Which lines come from the start of the records through the line that holds "pub struct Kinematics"? Write them out word for word.
***** SOURCE MATERIAL *****
//! Feature kinematic model
//!
//! Each feature is timed from spindle speed and feed:
//! `rpm = Vc·1000 / (π·D)`, `feed = rpm·f`, `time = travel / feed · passes`.

use std::f64::consts::PI;

use crate::catalog::{Catalog, CuttingCondition, MaterialProfile, Mode, OperationName};
use crate::config::{ConstraintConfig, KinematicsConfig};
use crate::constraints::{self, combined_multiplier, Constraint};
use crate::features::{parse_feature, Family, Feature, FeatureInput, FeatureKind, ParsedFeature};
use crate::warning::{Warning, WarningKind};

use super::result::FeatureTime;

/// Cutting kinematics of one piece of one feature
#[derive(Debug, Clone, PartialEq)]
pub struct Kinematics {
    pub minutes: f64,
    pub rpm: f64,
    /// Feed rate, mm/min
    pub feed: f64,
    pub passes: u32,
    /// Tool travel per pass, mm
    pub travel: f64,
}

pub fn spindle_rpm(vc: f64, diameter: f64) -> f64 {
    vc * 1000.0 / (PI * diameter)
}

fn depth_passes(depth: Option<f64>, ap: f64) -> u32 {
    match depth {
        Some(depth) if ap > 0.0 => (depth / ap).ceil().max(1.0) as u32,
        _ => 1,
    }
}

fn need(value: Option<f64>, what: &str) -> Result<f64, String> {
    value.ok_or_else(|| format!("{} missing", what))
}

fn feed_per_rev(condition: &CuttingCondition) -> Result<f64, String> {
    if condition.f > 0.0 && condition.f.is_finite() {
        Ok(condition.f)
    } else {
        Err(format!("feed per revolution {} is not usable", condition.f))
    }
}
*****
COMPLETED TASK ▸
//! Feature kinematic model
//!
//! Each feature is timed from spindle speed and feed:
//! `rpm = Vc·1000 / (π·D)`, `feed = rpm·f`, `time = travel / feed · passes`.

use std::f64::consts::PI;

use crate::catalog::{Catalog, CuttingCondition, MaterialProfile, Mode, OperationName};
use crate::config::{ConstraintConfig, KinematicsConfig};
use crate::constraints::{self, combined_multiplier, Constraint};
use crate::features::{parse_feature, Family, Feature, FeatureInput, FeatureKind, ParsedFeature};
use crate::warning::{Warning, WarningKind};

use super::result::FeatureTime;

/// Cutting kinematics of one piece of one feature
#[derive(Debug, Clone, PartialEq)]
pub struct Kinematics {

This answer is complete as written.